DESCRIPTION OF THE TASK —
Among the entries below, count the lines holding the string "cors". Respond with the number alone.

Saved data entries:
_ _ _ _ _

use tracing_subscriber::{layer::SubscriberExt, util::SubscriberInitExt, EnvFilter};

use crate::config::LogFormat;

fn default_filter(verbose: bool) -> EnvFilter {
    let fallback = if verbose {
        "assessment_proxy=debug,tower_http=debug,info"
    } else {
        "assessment_proxy=info,tower_http=info"
    };
    EnvFilter::try_from_default_env().unwrap_or_else(|_| EnvFilter::new(fallback))
}

pub fn init_logger(verbose: bool, format: LogFormat) {
    match format {
        LogFormat::Compact => init_compact_logger(verbose),
        LogFormat::Json => init_json_logger(verbose),
    }
}

pub fn init_compact_logger(verbose: bool) {
    tracing_subscriber::registry()
        .with(default_filter(verbose))
        .with(
            tracing_subscriber::fmt::layer()
                .with_target(false)
                .with_thread_ids(false)
                .with_file(false)
                .with_line_number(false)
                .compact(),
        )
        .init();
}

pub fn init_json_logger(verbose: bool) {
    tracing_subscriber::registry()
        .with(default_filter(verbose))
        .with(
            tracing_subscriber::fmt::layer()
                .with_target(false)
                .with_thread_ids(false)
                .with_file(false)
                .with_line_number(false)
                .json(),
        )
        .init();
}
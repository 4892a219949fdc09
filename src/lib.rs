pub mod adapters;
pub mod api;
pub mod config;
pub mod core;
pub mod domain;
pub mod utils;

pub use adapters::catalog::CatalogClient;
pub use api::{api_router, AppState};
pub use config::{CliArgs, Settings};
pub use core::fetcher::AggregatingFetcher;
pub use utils::error::{ProxyError, Result};
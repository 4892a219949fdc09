use axum::http::StatusCode;
use axum::response::{IntoResponse, Response};
use axum::Json;
use thiserror::Error;

#[derive(Error, Debug)]
pub enum ProxyError {
    #[error("API request failed: {0}")]
    ApiError(#[from] reqwest::Error),

    #[error("Request failed with status code {status}")]
    UpstreamStatusError { status: u16 },

    #[error("IO error: {0}")]
    IoError(#[from] std::io::Error),

    #[error("Configuration error: {message}")]
    ConfigError { message: String },

    #[error("Invalid value for {field} ({value}): {reason}")]
    InvalidConfigValueError {
        field: String,
        value: String,
        reason: String,
    },

    #[error("Invalid request")]
    InvalidRequest,

    #[error("{message}")]
    RequestBodyError { status: StatusCode, message: String },

    #[error("Internal error: {message}")]
    InternalError { message: String },
}

impl ProxyError {
    pub fn status_code(&self) -> StatusCode {
        match self {
            ProxyError::InvalidRequest => StatusCode::BAD_REQUEST,
            ProxyError::RequestBodyError { status, .. } => *status,
            _ => StatusCode::INTERNAL_SERVER_ERROR,
        }
    }
}

impl From<tokio::task::JoinError> for ProxyError {
    fn from(err: tokio::task::JoinError) -> Self {
        let message = if err.is_panic() {
            "lookup task panicked".to_string()
        } else {
            err.to_string()
        };
        ProxyError::InternalError { message }
    }
}

/// Failure envelope shared by every endpoint: `{success: false, error}`.
impl IntoResponse for ProxyError {
    fn into_response(self) -> Response {
        let body = serde_json::json!({
            "success": false,
            "error": self.to_string(),
        });
        (self.status_code(), Json(body)).into_response()
    }
}

pub type Result<T> = std::result::Result<T, ProxyError>;
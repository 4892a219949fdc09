use crate::config::{DatasetSettings, Settings};
use crate::utils::error::{ProxyError, Result};
use regex::Regex;
use serde::{Deserialize, Serialize};
use std::path::Path;
use std::time::Duration;

#[derive(Debug, Clone, Default, Serialize, Deserialize)]
pub struct FileConfig {
    #[serde(default)]
    pub server: ServerSection,
    #[serde(default)]
    pub catalog: CatalogSection,
}

#[derive(Debug, Clone, Default, Serialize, Deserialize)]
pub struct ServerSection {
    pub host: Option<String>,
    pub port: Option<u16>,
}

#[derive(Debug, Clone, Default, Serialize, Deserialize)]
pub struct CatalogSection {
    pub base_url: Option<String>,
    pub order_field: Option<String>,
    pub record_limit: Option<usize>,
    pub timeout_seconds: Option<u64>,
    pub assessment: Option<DatasetSection>,
    pub commercial: Option<DatasetSection>,
}

#[derive(Debug, Clone, Default, Serialize, Deserialize)]
pub struct DatasetSection {
    pub resource: Option<String>,
    pub match_param: Option<String>,
}

impl DatasetSection {
    fn apply(&self, target: &mut DatasetSettings) {
        if let Some(resource) = &self.resource {
            target.resource = resource.clone();
        }
        if let Some(param) = &self.match_param {
            target.match_param = param.clone();
        }
    }
}

impl FileConfig {
    /// Reads and parses a TOML config file.
    pub fn from_file<P: AsRef<Path>>(path: P) -> Result<Self> {
        let content = std::fs::read_to_string(&path).map_err(ProxyError::IoError)?;
        Self::from_toml_str(&content)
    }

    /// Parses TOML text after placeholder substitution.
    pub fn from_toml_str(content: &str) -> Result<Self> {
        let processed_content = Self::substitute_env_vars(content)?;

        toml::from_str(&processed_content).map_err(|e| ProxyError::ConfigError {
            message: format!("TOML parsing error: {}", e),
        })
    }

    /// Replaces `${VAR}` with the environment value; unset variables are left as-is.
    fn substitute_env_vars(content: &str) -> Result<String> {
        let re = Regex::new(r"\$\{([^}]+)\}").map_err(|e| ProxyError::ConfigError {
            message: format!("invalid placeholder pattern: {}", e),
        })?;

        let result = re.replace_all(content, |caps: &regex::Captures| {
            let var_name = &caps[1];
            std::env::var(var_name).unwrap_or_else(|_| format!("${{{}}}", var_name))
        });

        Ok(result.to_string())
    }

    /// Overlays whatever the file sets onto `settings`.
    pub fn apply(&self, settings: &mut Settings) {
        if let Some(host) = &self.server.host {
            settings.server.host = host.clone();
        }
        if let Some(port) = self.server.port {
            settings.server.port = port;
        }

        let catalog = &mut settings.catalog;
        if let Some(url) = &self.catalog.base_url {
            catalog.base_url = url.clone();
        }
        if let Some(field) = &self.catalog.order_field {
            catalog.order_field = field.clone();
        }
        if let Some(limit) = self.catalog.record_limit {
            catalog.record_limit = limit;
        }
        if let Some(secs) = self.catalog.timeout_seconds {
            catalog.timeout = Some(Duration::from_secs(secs));
        }
        if let Some(section) = &self.catalog.assessment {
            section.apply(&mut catalog.assessment);
        }
        if let Some(section) = &self.catalog.commercial {
            section.apply(&mut catalog.commercial);
        }
    }
}
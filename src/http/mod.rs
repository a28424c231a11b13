//! HTTP protocol layer module
//!
//! Provides HTTP protocol-related base functionality, decoupled from the
//! book endpoints: the cross-origin policy and protocol-level responses.

pub mod cors;
pub mod response;

// Re-export commonly used types
pub use cors::{CorsPolicy, OriginCheck};
pub use response::{build_health_response, build_options_response, set_server_header};
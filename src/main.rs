use std::sync::atomic::AtomicUsize;
use std::sync::Arc;

mod api;
mod config;
mod http;
mod logger;
mod model;
mod server;
mod store;

fn main() -> Result<(), Box<dyn std::error::Error>> {
    let config_path = std::env::args()
        .nth(1)
        .unwrap_or_else(|| config::DEFAULT_CONFIG_PATH.to_string());
    let cfg = config::Config::load_from(&config_path)?;

    logger::init(&cfg)?;

    let mut runtime_builder = tokio::runtime::Builder::new_multi_thread();
    runtime_builder.enable_all();
    if let Some(workers) = cfg.server.workers {
        runtime_builder.worker_threads(workers);
    }
    let runtime = runtime_builder.build()?;

    runtime.block_on(async_main(cfg))
}

async fn async_main(cfg: config::Config) -> Result<(), Box<dyn std::error::Error>> {
    let addr = cfg.socket_addr()?;

    let store = match store::connect(&cfg.database).await {
        Ok(store) => store,
        Err(e) => {
            logger::log_store_error("Failed to connect to store", &e);
            return Err(e.into());
        }
    };
    logger::log_store_connected(store.backend_name(), &cfg.database.uri);

    let listener = server::create_reusable_listener(addr)?;
    logger::log_server_start(&addr, &cfg, store.backend_name());

    let state = Arc::new(config::AppState::new(&cfg, store));
    let active_connections = Arc::new(AtomicUsize::new(0));

    let signals = Arc::new(server::SignalHandler::new());
    server::start_signal_handler(Arc::clone(&signals));

    server::start_server_loop(listener, state, active_connections, signals).await;
    Ok(())
}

_ _ _ _ _

FINISHED EXERCISE —
2